The present study showed promoter hypomethylation of these genes is associated with increased expression in HCC patients. Newly developed technologies using genome editing, such as CRISPR/Cas9, have enabled not only site-specific DNA demethylation but also methylation in vitro and even in vivo [17,18,19]. Thus, manipulations of the altered methylation sites of these genes might be promising targets of HCC therapy. As described above, the five genes (FANCB, KIF15, KIF4A, ERCC6L, and UBE2C) are all involved in fundamental cellular functions and found in many types of cancers. Thus, manipulations of the altered methylation sites of these genes might be promising targets of therapy of HCC and possibly of other types of cancers. The relations between methylation changes of specific gene promoters and cancer etiology are yet to be investigated.

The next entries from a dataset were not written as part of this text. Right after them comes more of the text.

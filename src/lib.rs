//! Weather station map view.
//!
//! Keeps a map viewport and one marker per station in sync with a station
//! list: markers are colored by station status, carry an HTML popup, are
//! grouped into pixel-radius clusters and the viewport is fitted to their
//! bounds. Drawing goes through the [`renderer::MapRenderer`] trait so the
//! same view logic runs against a headless surface.

pub mod client;
pub mod cluster;
pub mod config;
pub mod errors;
pub mod geo;
pub mod models;
pub mod output;
pub mod popup;
pub mod registry;
pub mod renderer;
pub mod view;
pub mod weather;

pub use config::MapConfig;
pub use errors::StationMapError;
pub use models::Station;
pub use renderer::{HeadlessRenderer, MapRenderer};
pub use view::{StationMapView, SyncStats, Viewport};
//! Station map view.
//!
//! Owns one viewport and the station markers shown on it. The caller
//! constructs the view, initializes it against a container and then keeps
//! markers in sync with its station list through add/update/remove.
//! Operations on unknown station IDs are silent no-ops.

use std::collections::HashSet;

use serde::Serialize;
use tracing::{debug, info, warn};

use crate::cluster::{Cluster, cluster_markers};
use crate::config::MapConfig;
use crate::errors::StationMapError;
use crate::geo::{LatLng, LatLngBounds, Point, bounds_zoom, project, projected_center, unproject};
use crate::models::{MarkerSnapshot, Station};
use crate::popup::{MarkerStyle, station_popup};
use crate::registry::{MarkerEntry, MarkerRegistry, SelectCallback, UpsertResult};
use crate::renderer::{Control, LayerHandle, MapRenderer, MarkerHandle, SurfaceId};
use crate::weather::{DisplayMode, weather_circles};

/// Current map viewport and the layers installed on it.
#[derive(Debug, Clone, Serialize)]
pub struct Viewport {
    pub container: String,
    pub surface: SurfaceId,
    pub center: LatLng,
    pub zoom: u8,
    /// Name of the visible base layer
    pub base_layer: Option<String>,
    pub controls: Vec<Control>,
    #[serde(skip)]
    base_layers: Vec<(String, LayerHandle)>,
    #[serde(skip)]
    cluster_group: LayerHandle,
}

/// Outcome of [`StationMapView::sync_stations`].
#[derive(Debug, Clone, Copy, Default, PartialEq, Eq, Serialize)]
pub struct SyncStats {
    pub added: usize,
    pub updated: usize,
    /// Stations whose coordinates changed; re-added at the new position
    pub moved: usize,
    pub removed: usize,
    /// Records that failed validation
    pub skipped: usize,
}
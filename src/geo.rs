//! Geographic primitives.
//!
//! Coordinates, bounding boxes and the spherical Web-Mercator projection
//! used for clustering distances and bounds fitting.

use std::f64::consts::PI;

use serde::{Deserialize, Serialize};

/// Tile edge in pixels at zoom 0.
pub const TILE_SIZE: f64 = 256.0;

/// Latitude limit of the Web-Mercator projection.
pub const MAX_MERCATOR_LAT: f64 = 85.051_128_779_806_59;

/// A geographic coordinate in degrees.
#[derive(Debug, Clone, Copy, PartialEq, Serialize, Deserialize)]
pub struct LatLng {
    pub lat: f64,
    pub lng: f64,
}

impl LatLng {
    #[must_use]
    pub const fn new(lat: f64, lng: f64) -> Self {
        Self { lat, lng }
    }

    /// Check that both components are finite and within range.
    #[must_use]
    pub fn is_valid(&self) -> bool {
        self.lat.is_finite()
            && self.lng.is_finite()
            && (-90.0..=90.0).contains(&self.lat)
            && (-180.0..=180.0).contains(&self.lng)
    }
}

/// Bounding box over a set of coordinates.
#[derive(Debug, Clone, Copy, PartialEq, Serialize)]
pub struct LatLngBounds {
    pub south_west: LatLng,
    pub north_east: LatLng,
}

impl LatLngBounds {
    /// Degenerate bounds covering a single point.
    #[must_use]
    pub fn from_point(point: LatLng) -> Self {
        Self {
            south_west: point,
            north_east: point,
        }
    }

    /// Bounds over all points, `None` for an empty iterator.
    pub fn from_points<I>(points: I) -> Option<Self>
    where
        I: IntoIterator<Item = LatLng>,
    {
        let mut iter = points.into_iter();
        let first = iter.next()?;
        let mut bounds = Self::from_point(first);
        for point in iter {
            bounds.extend(point);
        }
        Some(bounds)
    }

    /// Grow the box to include a point.
    pub fn extend(&mut self, point: LatLng) {
        self.south_west.lat = self.south_west.lat.min(point.lat);
        self.south_west.lng = self.south_west.lng.min(point.lng);
        self.north_east.lat = self.north_east.lat.max(point.lat);
        self.north_east.lng = self.north_east.lng.max(point.lng);
    }

    /// Both corners valid and ordered.
    #[must_use]
    pub fn is_valid(&self) -> bool {
        self.south_west.is_valid()
            && self.north_east.is_valid()
            && self.south_west.lat <= self.north_east.lat
            && self.south_west.lng <= self.north_east.lng
    }

    /// Check if a point is within the bounding box.
    #[must_use]
    pub fn contains(&self, point: LatLng) -> bool {
        point.lat >= self.south_west.lat
            && point.lat <= self.north_east.lat
            && point.lng >= self.south_west.lng
            && point.lng <= self.north_east.lng
    }
}

/// A point in projected pixel space at some zoom.
#[derive(Debug, Clone, Copy, PartialEq)]
pub struct Point {
    pub x: f64,
    pub y: f64,
}

impl Point {
    #[must_use]
    pub fn distance(&self, other: &Point) -> f64 {
        ((self.x - other.x).powi(2) + (self.y - other.y).powi(2)).sqrt()
    }
}

/// Pixel scale of the whole world at a zoom level.
#[must_use]
pub fn world_size(zoom: u8) -> f64 {
    TILE_SIZE * 2f64.powi(i32::from(zoom))
}

/// Project a coordinate to world pixels at `zoom`.
#[must_use]
pub fn project(point: LatLng, zoom: u8) -> Point {
    let scale = world_size(zoom);
    let lat = point.lat.clamp(-MAX_MERCATOR_LAT, MAX_MERCATOR_LAT) * PI / 180.0;
    let x = (point.lng + 180.0) / 360.0 * scale;
    let y = (1.0 - (lat.tan() + 1.0 / lat.cos()).ln() / PI) / 2.0 * scale;
    Point { x, y }
}

/// Inverse of [`project`].
#[must_use]
pub fn unproject(point: Point, zoom: u8) -> LatLng {
    let scale = world_size(zoom);
    let lng = point.x / scale * 360.0 - 180.0;
    let n = PI * (1.0 - 2.0 * point.y / scale);
    let lat = n.sinh().atan() * 180.0 / PI;
    LatLng::new(lat, lng)
}

/// Largest integer zoom at which `bounds` fits in a `width`×`height`
/// surface after removing `padding` pixels from every side, clamped to
/// `[min_zoom, max_zoom]`.
///
/// Zero-extent bounds (a single point) fit at any zoom and return
/// `max_zoom`.
#[must_use]
#[allow(clippy::cast_possible_truncation, clippy::cast_sign_loss)]
pub fn bounds_zoom(
    bounds: &LatLngBounds,
    width: f64,
    height: f64,
    padding: f64,
    min_zoom: u8,
    max_zoom: u8,
) -> u8 {
    let avail_x = width - 2.0 * padding;
    let avail_y = height - 2.0 * padding;
    if avail_x <= 0.0 || avail_y <= 0.0 {
        return min_zoom;
    }

    let sw = project(bounds.south_west, 0);
    let ne = project(bounds.north_east, 0);
    let span_x = (ne.x - sw.x).abs();
    let span_y = (sw.y - ne.y).abs();

    let scale_x = if span_x > 0.0 { avail_x / span_x } else { f64::INFINITY };
    let scale_y = if span_y > 0.0 { avail_y / span_y } else { f64::INFINITY };
    let scale = scale_x.min(scale_y);
    if !scale.is_finite() {
        return max_zoom;
    }

    let zoom = scale.log2().floor();
    if zoom <= f64::from(min_zoom) {
        min_zoom
    } else if zoom >= f64::from(max_zoom) {
        max_zoom
    } else {
        zoom as u8
    }
}

/// Center of `bounds` in projected space, which is what a map shows in
/// the middle of the surface after fitting with symmetric padding.
#[must_use]
pub fn projected_center(bounds: &LatLngBounds) -> LatLng {
    let sw = project(bounds.south_west, 0);
    let ne = project(bounds.north_east, 0);
    unproject(
        Point {
            x: (sw.x + ne.x) / 2.0,
            y: (sw.y + ne.y) / 2.0,
        },
        0,
    )
}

Silencing of the tumor suppressor gene P16 by DNA methylation is known to lead to development of cancer cells [45]. The analysis of the TCGA database in the present study, however, indicated upregulation of P16 in many types of cancers (Fig. 6f). P16 takes a part as an early gatekeeper against cancer and the silencing begins at preinvasive stages of a variety of cancers [10, 46]. On the other hand, recent studies reported that cellular senescence, an irreversible cell cycle arrest, becomes rather a promoting factor of cancer exacerbation through acquisition of the senescence-associated secretory phenotype (SASP) and P16 upregulation associates with cellular senescence [47,48,49]. Upregulation of P16 in many types of cancers (Fig. 6f) may reflect the stage when P16 downregulation is no longer a factor of cancer progression but rather P16 associates with cellular senescence.

Conclusion

In the present study, we clarified that expression of FANCB, KIF15, KIF4A, ERCC6L, and UBE2C are regulated by DNA methylation changes of their promoter CpGis and closely associated with tumor prognosis in HCC using the TCGA database. The manipulation of these methylations is a promising novel approach for treatment of HCC and possibly of other cancers with higher site specificity and less side effects. Furthermore, the protocol that we presented in the present study is applicable to other cancers and has great potential to drive new strategies of epigenetic cancer treatment forward.